Exercise brief: What lines in the entries below contain the word "only"? Copy all of them.

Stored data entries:
····················

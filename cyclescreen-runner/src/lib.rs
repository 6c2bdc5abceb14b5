//! CycleScreen Runner: screening orchestration over many instruments.
//!
//! This crate builds on `cyclescreen-core` to provide:
//! - Bar sources (CSV directory, seeded synthetic series)
//! - In-memory series memoization keyed by instrument, range and period
//! - Universe lists (TOML markets, listing CSVs)
//! - Parallel batch screening with progress, cancellation and failure isolation
//! - Result ranking
//! - JSON, CSV and Markdown export
//! - TOML run configuration

pub mod batch;
pub mod cache;
pub mod config;
pub mod export;
pub mod ranking;
pub mod source;
pub mod universe;

pub use batch::{
    run_batch, screen_instrument, BatchError, BatchOptions, BatchReport, BatchSummary,
    CancelToken, CompletionEvent, CompletionStatus, FailureKind, InstrumentFailure,
    InstrumentOutcome, LogProgress, NoProgress, ScreenProgress,
};
pub use cache::{CacheStats, CachedSource, SeriesKey};
pub use config::{
    BatchConfig, DataConfig, ListingConfig, RunConfig, RunConfigError, UniverseConfig, INLINE_MARKET,
};
pub use export::{load_artifacts, save_artifacts, ScreenRun, SCHEMA_VERSION};
pub use ranking::{compare_results, rank_results, top_qualified};
pub use source::{BarSource, CsvDirSource, DateRange, SourceError, SyntheticSource};
pub use universe::{Market, Universe, UniverseError};
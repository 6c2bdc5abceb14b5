//! Domain types for CycleScreen

pub mod bar;
pub mod swing;

pub use bar::{validate_bars, Bar, MalformedBarError};
pub use swing::{Swing, SwingResult};

/// Instrument identifier (ticker symbol, optionally with exchange suffix).
pub type InstrumentId = String;
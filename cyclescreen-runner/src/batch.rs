//! Batch screening: parallel per-instrument evaluation with isolated failures.
//!
//! Each instrument is fetched and screened independently on a rayon pool.
//! Nothing is shared between instruments except read-only inputs, the
//! completion counter and the cancel flag.
//!
//! Failure policy:
//! - Invalid configuration is rejected when the `Screener` is built, before
//!   any instrument runs.
//! - Fetch errors and malformed bars become `InstrumentOutcome::Failed` for
//!   that instrument only; the batch continues.
//! - Cancellation stops instruments from starting. An instrument that has
//!   started always runs to completion.

use std::collections::HashMap;
use std::sync::atomic::{AtomicBool, AtomicUsize, Ordering};
use std::sync::Arc;
use std::time::Instant;

use log::{info, warn};
use rayon::prelude::*;
use serde::{Deserialize, Serialize};
use thiserror::Error;

use cyclescreen_core::{
    EvaluationError, Indicator, Screener, ScreeningReport, ScreeningResult, SkipReason,
};

use crate::source::{BarSource, DateRange};

/// Errors that abort a batch before it starts.
#[derive(Debug, Error)]
pub enum BatchError {
    #[error("failed to build worker pool: {0}")]
    ThreadPool(#[from] rayon::ThreadPoolBuildError),
}

/// Batch settings.
#[derive(Debug, Clone, Serialize, Deserialize)]
pub struct BatchOptions {
    pub range: DateRange,
    /// Worker thread cap; `None` uses the global rayon pool.
    pub threads: Option<usize>,
}

/// Shared flag for stopping a batch between instruments.
#[derive(Debug, Clone, Default)]
pub struct CancelToken(Arc<AtomicBool>);

impl CancelToken {
    pub fn new() -> Self {
        Self::default()
    }

    pub fn cancel(&self) {
        self.0.store(true, Ordering::SeqCst);
    }

    pub fn is_cancelled(&self) -> bool {
        self.0.load(Ordering::SeqCst)
    }
}

/// What happened to a failed instrument.
#[derive(Debug, Clone, Copy, PartialEq, Eq, Serialize, Deserialize)]
#[serde(rename_all = "snake_case")]
pub enum FailureKind {
    DataSource,
    MalformedBars,
}

impl FailureKind {
    pub fn as_str(&self) -> &'static str {
        match self {
            Self::DataSource => "data_source",
            Self::MalformedBars => "malformed_bars",
        }
    }
}

#[derive(Debug, Clone, PartialEq, Serialize, Deserialize)]
pub struct InstrumentFailure {
    pub instrument: String,
    pub kind: FailureKind,
    pub cause: String,
}

/// Per-instrument result of a batch.
#[derive(Debug, Clone, PartialEq, Serialize, Deserialize)]
#[serde(tag = "outcome", rename_all = "snake_case")]
pub enum InstrumentOutcome {
    Screened(ScreeningReport),
    Failed(InstrumentFailure),
}

impl InstrumentOutcome {
    pub fn instrument(&self) -> &str {
        match self {
            InstrumentOutcome::Screened(r) => &r.result.instrument_id,
            InstrumentOutcome::Failed(f) => &f.instrument,
        }
    }

    pub fn status(&self) -> CompletionStatus {
        match self {
            InstrumentOutcome::Screened(r) => match r.result.skip_reason {
                Some(reason) => CompletionStatus::Skipped(reason),
                None if r.result.qualifies => CompletionStatus::Qualified,
                None => CompletionStatus::NotQualified,
            },
            InstrumentOutcome::Failed(_) => CompletionStatus::Failed,
        }
    }
}

/// Short classification of a finished instrument for progress reporting.
#[derive(Debug, Clone, Copy, PartialEq, Eq, Serialize, Deserialize)]
#[serde(rename_all = "snake_case")]
pub enum CompletionStatus {
    Qualified,
    NotQualified,
    Skipped(SkipReason),
    Failed,
}

/// Emitted once per finished instrument.
#[derive(Debug, Clone, PartialEq, Serialize, Deserialize)]
pub struct CompletionEvent {
    pub instrument: String,
    /// Position of the instrument in the input list.
    pub index: usize,
    /// Instruments finished so far, including this one.
    pub completed: usize,
    pub total: usize,
    pub status: CompletionStatus,
}

/// Counts over a finished batch.
#[derive(Debug, Clone, Copy, Default, PartialEq, Eq, Serialize, Deserialize)]
pub struct BatchSummary {
    pub total: usize,
    pub screened: usize,
    pub qualified: usize,
    pub skipped: usize,
    pub failed: usize,
    pub not_started: usize,
}

/// Receives progress while a batch runs. Called from worker threads.
pub trait ScreenProgress: Send + Sync {
    fn on_complete(&self, event: &CompletionEvent);

    fn on_batch_complete(&self, _summary: &BatchSummary) {}
}

/// Ignores all progress.
pub struct NoProgress;

impl ScreenProgress for NoProgress {
    fn on_complete(&self, _event: &CompletionEvent) {}
}

/// Logs progress through the `log` facade, one line every `every` instruments.
pub struct LogProgress {
    pub every: usize,
}

impl Default for LogProgress {
    fn default() -> Self {
        Self { every: 10 }
    }
}

impl ScreenProgress for LogProgress {
    fn on_complete(&self, event: &CompletionEvent) {
        if let CompletionStatus::Failed = event.status {
            return; // logged by the runner with its cause
        }
        if event.completed % self.every.max(1) == 0 || event.completed == event.total {
            info!(
                "[{}/{}] {} {:?}",
                event.completed, event.total, event.instrument, event.status
            );
        }
    }

    fn on_batch_complete(&self, s: &BatchSummary) {
        info!(
            "screening complete: {}/{} screened, {} qualified, {} skipped, {} failed, {} not started",
            s.screened, s.total, s.qualified, s.skipped, s.failed, s.not_started
        );
    }
}

/// Everything a batch produced, in input order.
#[derive(Debug, Clone, Serialize, Deserialize)]
pub struct BatchReport {
    pub outcomes: Vec<InstrumentOutcome>,
    pub total: usize,
    pub cancelled: bool,
    pub elapsed_secs: f64,
}

impl BatchReport {
    /// Verdicts of every screened instrument.
    pub fn results(&self) -> impl Iterator<Item = &ScreeningResult> {
        self.outcomes.iter().filter_map(|o| match o {
            InstrumentOutcome::Screened(r) => Some(&r.result),
            InstrumentOutcome::Failed(_) => None,
        })
    }

    pub fn reports(&self) -> impl Iterator<Item = &ScreeningReport> {
        self.outcomes.iter().filter_map(|o| match o {
            InstrumentOutcome::Screened(r) => Some(r),
            InstrumentOutcome::Failed(_) => None,
        })
    }

    pub fn qualified(&self) -> impl Iterator<Item = &ScreeningResult> {
        self.results().filter(|r| r.qualifies)
    }

    pub fn failures(&self) -> impl Iterator<Item = &InstrumentFailure> {
        self.outcomes.iter().filter_map(|o| match o {
            InstrumentOutcome::Failed(f) => Some(f),
            InstrumentOutcome::Screened(_) => None,
        })
    }

    /// Drill-down report for one instrument, if it was screened.
    pub fn report_for(&self, instrument: &str) -> Option<&ScreeningReport> {
        self.reports().find(|r| r.result.instrument_id == instrument)
    }

    pub fn skip_counts(&self) -> HashMap<SkipReason, usize> {
        let mut counts = HashMap::new();
        for reason in self.results().filter_map(|r| r.skip_reason) {
            *counts.entry(reason).or_insert(0) += 1;
        }
        counts
    }

    pub fn summary(&self) -> BatchSummary {
        BatchSummary {
            total: self.total,
            screened: self.results().count(),
            qualified: self.qualified().count(),
            skipped: self.results().filter(|r| r.skip_reason.is_some()).count(),
            failed: self.failures().count(),
            not_started: self.total - self.outcomes.len(),
        }
    }
}

/// Fetch and screen a single instrument, capturing failures as values.
pub fn screen_instrument<I: Indicator>(
    instrument: &str,
    source: &dyn BarSource,
    screener: &Screener<I>,
    range: DateRange,
) -> InstrumentOutcome {
    let bars = match source.fetch(instrument, range) {
        Ok(bars) => bars,
        Err(e) => {
            return InstrumentOutcome::Failed(InstrumentFailure {
                instrument: instrument.to_string(),
                kind: FailureKind::DataSource,
                cause: e.to_string(),
            })
        }
    };

    match screener.screen(instrument, &bars) {
        Ok(report) => InstrumentOutcome::Screened(report),
        Err(EvaluationError::MalformedBars { source, .. }) => {
            InstrumentOutcome::Failed(InstrumentFailure {
                instrument: instrument.to_string(),
                kind: FailureKind::MalformedBars,
                cause: source.to_string(),
            })
        }
    }
}

/// Screen every instrument in parallel.
///
/// Outcomes keep the order of `instruments`. Instruments that never started
/// because of cancellation have no outcome.
pub fn run_batch<I: Indicator>(
    instruments: &[String],
    source: &dyn BarSource,
    screener: &Screener<I>,
    options: &BatchOptions,
    progress: &dyn ScreenProgress,
    cancel: &CancelToken,
) -> Result<BatchReport, BatchError> {
    let started = Instant::now();
    let total = instruments.len();
    let completed = AtomicUsize::new(0);

    info!(
        "screening {total} instruments from {} ({} to {})",
        source.name(),
        options.range.start,
        options.range.end
    );

    let work = || -> Vec<Option<InstrumentOutcome>> {
        instruments
            .par_iter()
            .enumerate()
            .map(|(index, instrument)| {
                if cancel.is_cancelled() {
                    return None;
                }
                let outcome = screen_instrument(instrument, source, screener, options.range);
                if let InstrumentOutcome::Failed(f) = &outcome {
                    warn!("{}: {}", f.instrument, f.cause);
                }
                let done = completed.fetch_add(1, Ordering::SeqCst) + 1;
                progress.on_complete(&CompletionEvent {
                    instrument: instrument.clone(),
                    index,
                    completed: done,
                    total,
                    status: outcome.status(),
                });
                Some(outcome)
            })
            .collect()
    };

    let slots = match options.threads {
        Some(n) => rayon::ThreadPoolBuilder::new()
            .num_threads(n.max(1))
            .build()?
            .install(work),
        None => work(),
    };

    let outcomes: Vec<InstrumentOutcome> = slots.into_iter().flatten().collect();
    let report = BatchReport {
        cancelled: outcomes.len() < total,
        outcomes,
        total,
        elapsed_secs: started.elapsed().as_secs_f64(),
    };
    progress.on_batch_complete(&report.summary());
    Ok(report)
}
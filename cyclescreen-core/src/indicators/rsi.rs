//! Relative Strength Index (RSI) with simple rolling averages.
//!
//! gain/loss per bar from the close-to-close change (the first bar has no change),
//! avg_gain/avg_loss = simple mean over the trailing `period` bars,
//! RSI = 100 - 100 / (1 + avg_gain / avg_loss).
//! Lookback: period - 1.
//! Edge cases: avg_loss == 0 with avg_gain > 0 → 100; both zero → undefined (NaN).

use crate::domain::Bar;
use crate::indicators::Indicator;

#[derive(Debug, Clone)]
pub struct Rsi {
    period: usize,
    name: String,
}

impl Rsi {
    /// Callers validate `period >= 1` through `ScreenConfig::validate`.
    pub fn new(period: usize) -> Self {
        Self {
            period,
            name: format!("rsi_{period}"),
        }
    }

    pub fn period(&self) -> usize {
        self.period
    }
}

impl Indicator for Rsi {
    fn name(&self) -> &str {
        &self.name
    }

    fn lookback(&self) -> usize {
        self.period.saturating_sub(1)
    }

    fn compute(&self, bars: &[Bar]) -> Vec<f64> {
        let closes: Vec<f64> = bars.iter().map(|b| b.close).collect();
        rsi_series(&closes, self.period)
    }
}

/// RSI over a raw close series. A zero period yields an all-NaN series.
pub fn rsi_series(closes: &[f64], period: usize) -> Vec<f64> {
    let n = closes.len();
    let mut result = vec![f64::NAN; n];
    if period == 0 || n < period {
        return result;
    }

    let mut gains = vec![0.0; n];
    let mut losses = vec![0.0; n];
    for i in 1..n {
        let delta = closes[i] - closes[i - 1];
        if delta.is_nan() {
            gains[i] = f64::NAN;
            losses[i] = f64::NAN;
        } else if delta > 0.0 {
            gains[i] = delta;
        } else if delta < 0.0 {
            losses[i] = -delta;
        }
    }

    // Window sums are taken fresh per bar: a running sum leaves float residue
    // after a move, and a flat window must average to exactly zero.
    let p = period as f64;
    for i in (period - 1)..n {
        let start = i + 1 - period;
        let avg_gain = gains[start..=i].iter().sum::<f64>() / p;
        let avg_loss = losses[start..=i].iter().sum::<f64>() / p;
        result[i] = compute_rsi(avg_gain, avg_loss);
    }

    result
}

fn compute_rsi(avg_gain: f64, avg_loss: f64) -> f64 {
    if avg_loss == 0.0 {
        if avg_gain > 0.0 {
            100.0
        } else {
            f64::NAN // 0/0: no movement
        }
    } else {
        100.0 - 100.0 / (1.0 + avg_gain / avg_loss)
    }
}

····················

Response to this exercise:
//! Nothing is shared between instruments except read-only inputs, the
//!   that instrument only; the batch continues.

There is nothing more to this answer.